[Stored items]
↓

use anyhow::Result;
use clap::Args;

use dupe_core::config::DupeConfig;
use dupe_core::operation::OperationRequest;

use crate::cli::Verbosity;

/// Arguments for the `verify` command
#[derive(Args, Debug)]
pub struct VerifyArgs {
    /// Disk image to check
    pub image: String,
}

/// Verify that an image can be used for restore
pub async fn run(config: &DupeConfig, args: VerifyArgs, verbosity: Verbosity) -> Result<()> {
    let request = OperationRequest::verify_image(args.image);
    super::run_operation(config, request, verbosity).await
}

#[cfg(test)]
mod tests {
    use crate::cli::{Cli, Commands};
    use clap::Parser;

    #[test]
    fn test_parse_verify() {
        let cli = Cli::try_parse_from(["dupe", "verify", "/tmp/disk2_Backup.dmg"]).unwrap();
        match cli.command {
            Commands::Verify(args) => assert_eq!(args.image, "/tmp/disk2_Backup.dmg"),
            other => panic!("unexpected command {other:?}"),
        }
    }

    #[test]
    fn test_verify_requires_image() {
        assert!(Cli::try_parse_from(["dupe", "verify"]).is_err());
    }
}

↑

- **EXERCISE DIRECTIONS**: The answer must consist of the lines from the one with "pub struct VerifyArgs" through the final line of the entries above, exactly as they are, and nothing else.

- **RESULT OF THE EXERCISE**:
pub struct VerifyArgs {
    /// Disk image to check
    pub image: String,
}

/// Verify that an image can be used for restore
pub async fn run(config: &DupeConfig, args: VerifyArgs, verbosity: Verbosity) -> Result<()> {
    let request = OperationRequest::verify_image(args.image);
    super::run_operation(config, request, verbosity).await
}

#[cfg(test)]
mod tests {
    use crate::cli::{Cli, Commands};
    use clap::Parser;

    #[test]
    fn test_parse_verify() {
        let cli = Cli::try_parse_from(["dupe", "verify", "/tmp/disk2_Backup.dmg"]).unwrap();
        match cli.command {
            Commands::Verify(args) => assert_eq!(args.image, "/tmp/disk2_Backup.dmg"),
            other => panic!("unexpected command {other:?}"),
        }
    }

    #[test]
    fn test_verify_requires_image() {
        assert!(Cli::try_parse_from(["dupe", "verify"]).is_err());
    }
}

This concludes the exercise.